“One of the reasons I want to keep [US forces in Iraq] is because I want to be looking a little bit at Iran because Iran is a real problem," said US President Donald Trump in an interview aired by CBS News Feb. 3.
Two days later, Trump's Iranian counterpart responded with sarcasm. "So nice that the Americans expressed their heart," said Hassan Rouhani during a speech addressing a cultural event in Tehran. "They want to watch Iran. Is there any logic behind that?" Rouhani also accused the US government of lying about the Afghan war, noting that the real intention behind it was to counter Russia, China and Iran.
Earlier, Iran's Foreign Ministry spokesman downplayed Trump's comments. "One need not take his remarks very seriously, be it about the pullout from Syria or its presence somewhere," Bahram Ghassemi told semi-official conservative Fars News. He pointed to "good neighborly ties" between Tehran and Baghdad as a reason Iraqis will not let their soil be used as an American base for anti-Iran purposes.
Meanwhile, Iranian news outlets have been busy covering the categorical rejection of Trump’s remarks by politicians from across Iraq’s political spectrum. A joint statement by the Iraqi Parliament's Fatah and Sairoon factions was warmly received in Iran, as was the reaction by Iraqi President Barham Salih, who stated that Washington had not sought Baghdad's permission to use it as a base for monitoring Iran.
Moderate newspaper Jomhouri-Eslami reported a backlash of harsh responses from Iraqi politicians who consider Trump's plan a security alert. Hamdeli, a daily with Reformist affiliations, ran an article by Salaheddin Harsani on the US-Iran rivalry over Iraq. The piece referred to Trump's plan as part of the US battle to curtail Iranian influence and Tehran's rise as a new regional "hegemon." The article predicted a fresh stage of Iraqi chaos as a result of the intensifying proxy conflict between Iran and the United States. "Given the clash of the two players' interests, the main loser of such rivalry will be the worn out and crisis-hit Iraqi nation, for whom peace and stability is more like a dream than reality," Hamdeli's piece concluded.
The war of words between Tehran and Washington over Iraq has been escalating since the 2003 US-led invasion of the country. Iran has been pursuing a geopolitical agenda by backing Shiite-led governments in Baghdad. The rise of the Islamic State in 2014 opened a new front in the proxy confrontation. Now, with IS largely flushed out of Iraq, both players equally boast about eliminating the militants. But in the meantime, Iran has repeatedly cast doubt on American intentions in the war on IS and has accused the US military of secretly assisting the extremist group. Most recently, Yahya Rahim Safavi, a former top Islamic Revolutionary Guard Corps commander who currently advises Iran's supreme leader on military affairs, said Iran had gained "precise intelligence" about an ongoing "transfer of Daesh [IS] terrorists by the United States into Afghanistan."
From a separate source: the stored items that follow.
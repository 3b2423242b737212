//! Page-window reading of PDF documents.

use docfetch_core::Error;
use serde::Serialize;

use crate::extract::{PdfBackend, PdfDocument};

/// Default number of pages per window.
pub const DEFAULT_PAGES_PER_CHUNK: i64 = 5;

/// Largest window a caller may request.
pub const MAX_PAGES_PER_CHUNK: i64 = 20;

/// Caller intent for a PDF read.
///
/// With neither `start_page` nor `pages_per_chunk` set (and `info_only`
/// false) the whole document is extracted.
#[derive(Debug, Clone, Copy, Default)]
pub struct PdfPageRequest {
    pub start_page: Option<i64>,
    pub pages_per_chunk: Option<i64>,
    pub info_only: bool,
}

/// Inclusive page range, always `1 <= start_page <= end_page <= total_pages`.
#[derive(Debug, Clone, Copy, PartialEq, Eq, Serialize)]
pub struct PageWindow {
    pub start_page: usize,
    pub end_page: usize,
    pub total_pages: usize,
    pub pages_per_chunk: usize,
}

/// Where an adjacent window starts.
#[derive(Debug, Clone, Copy, PartialEq, Eq, Serialize)]
pub struct WindowHint {
    pub start_page: usize,
    pub pages_per_chunk: usize,
}

/// Clamp a requested window size to `[1, 20]`, defaulting to 5.
pub fn effective_pages_per_chunk(requested: Option<i64>) -> usize {
    requested.unwrap_or(DEFAULT_PAGES_PER_CHUNK).clamp(1, MAX_PAGES_PER_CHUNK) as usize
}

impl PageWindow {
    /// Resolve a window request against a document of `total_pages`.
    ///
    /// A start below 1 is clamped to 1; a start past the last page is an error.
    pub fn resolve(start_page: Option<i64>, pages_per_chunk: Option<i64>, total_pages: usize) -> Result<Self, Error> {
        let per = effective_pages_per_chunk(pages_per_chunk);
        let requested = start_page.unwrap_or(1);

        if requested > total_pages as i64 || total_pages == 0 {
            return Err(Error::PageRange { start_page: requested, total_pages });
        }

        let start = requested.max(1) as usize;
        let end = (start + per - 1).min(total_pages);

        Ok(Self { start_page: start, end_page: end, total_pages, pages_per_chunk: per })
    }

    /// Number of pages covered.
    pub fn page_span(&self) -> usize {
        self.end_page - self.start_page + 1
    }

    /// Window before this one, if any.
    pub fn previous_window(&self) -> Option<WindowHint> {
        (self.start_page > 1).then(|| WindowHint {
            start_page: self.start_page.saturating_sub(self.pages_per_chunk).max(1),
            pages_per_chunk: self.pages_per_chunk,
        })
    }

    /// Window after this one, if any.
    pub fn next_window(&self) -> Option<WindowHint> {
        (self.end_page < self.total_pages)
            .then(|| WindowHint { start_page: self.end_page + 1, pages_per_chunk: self.pages_per_chunk })
    }
}

/// Per-page extraction accounting.
#[derive(Debug, Clone, Default, PartialEq, Eq, Serialize)]
pub struct ExtractionStats {
    pub pages_attempted: usize,
    /// Pages that produced non-empty text.
    pub pages_succeeded: usize,
    pub pages_failed: usize,
    /// Pages that extracted cleanly but held no text.
    pub pages_empty: usize,
    pub failed_pages: Vec<usize>,
}

/// Document metadata without text.
#[derive(Debug, Clone, PartialEq, Eq, Serialize)]
pub struct PdfInfo {
    pub total_pages: usize,
    pub pages_per_chunk: usize,
}

/// One window of text.
#[derive(Debug, Clone, Serialize)]
pub struct PdfWindow {
    pub window: PageWindow,
    pub text: String,
    pub stats: ExtractionStats,
    pub previous: Option<WindowHint>,
    pub next: Option<WindowHint>,
}

/// Text of every page.
#[derive(Debug, Clone, Serialize)]
pub struct PdfFullText {
    pub total_pages: usize,
    pub text: String,
    pub stats: ExtractionStats,
}

/// Result of a PDF read.
#[derive(Debug, Clone, Serialize)]
#[serde(tag = "mode", rename_all = "snake_case")]
pub enum PdfView {
    Info(PdfInfo),
    Window(PdfWindow),
    Full(PdfFullText),
}

/// Header placed before each page's text.
pub fn page_marker(page: usize) -> String {
    format!("--- Page {page} ---")
}

/// Open `bytes` with `backend` and read it according to `request`.
///
/// The document handle lives only for this call.
pub fn paginate_pdf(backend: &dyn PdfBackend, bytes: &[u8], request: &PdfPageRequest) -> Result<PdfView, Error> {
    let doc = backend.open(bytes)?;
    paginate_document(doc.as_ref(), request)
}

/// Read an opened document according to `request`.
pub fn paginate_document(doc: &dyn PdfDocument, request: &PdfPageRequest) -> Result<PdfView, Error> {
    let total_pages = doc.page_count();

    if request.info_only {
        return Ok(PdfView::Info(PdfInfo {
            total_pages,
            pages_per_chunk: effective_pages_per_chunk(request.pages_per_chunk),
        }));
    }

    if request.start_page.is_none() && request.pages_per_chunk.is_none() {
        if total_pages == 0 {
            return Err(Error::PdfParse("document contains no pages".into()));
        }
        let (text, stats) = extract_range(doc, 1, total_pages)?;
        return Ok(PdfView::Full(PdfFullText { total_pages, text, stats }));
    }

    let window = PageWindow::resolve(request.start_page, request.pages_per_chunk, total_pages)?;
    let (text, stats) = extract_range(doc, window.start_page, window.end_page)?;

    Ok(PdfView::Window(PdfWindow {
        window,
        text,
        stats,
        previous: window.previous_window(),
        next: window.next_window(),
    }))
}

/// Extract pages `start..=end`, skipping unreadable ones.
///
/// Fails only when no page in the range produced text.
pub fn extract_range(doc: &dyn PdfDocument, start: usize, end: usize) -> Result<(String, ExtractionStats), Error> {
    let mut stats = ExtractionStats::default();
    let mut sections = Vec::with_capacity(end.saturating_sub(start) + 1);

    for page in start..=end {
        stats.pages_attempted += 1;
        match doc.page_text(page) {
            Ok(text) => {
                let text = text.trim();
                if text.is_empty() {
                    stats.pages_empty += 1;
                } else {
                    stats.pages_succeeded += 1;
                    sections.push(format!("{}\n{}", page_marker(page), text));
                }
            }
            Err(err) => {
                tracing::warn!(page, error = %err, "skipping unreadable page");
                stats.pages_failed += 1;
                stats.failed_pages.push(page);
            }
        }
    }

    if sections.is_empty() {
        return Err(Error::EmptyExtraction {
            start_page: start,
            end_page: end,
            failed_pages: stats.pages_failed,
            url: None,
        });
    }

    Ok((sections.join("\n\n"), stats))
}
To maintain public support at home for its activities in the region, the Islamic Republic has described the policy within the context of as a wider distant war against terror aimed at threats from beyond its borders. This official line was reaffirmed earlier this week by Hassan Firouzabadi, a former chief of staff of the Iranian armed forces. He said, "The Iranian nation should understand the fact that if it were not for the 'defenders of the shrine' in Syria and Iraq, we would now have had to be engaged with IS inside Yazd," referring to Iran's centermost province.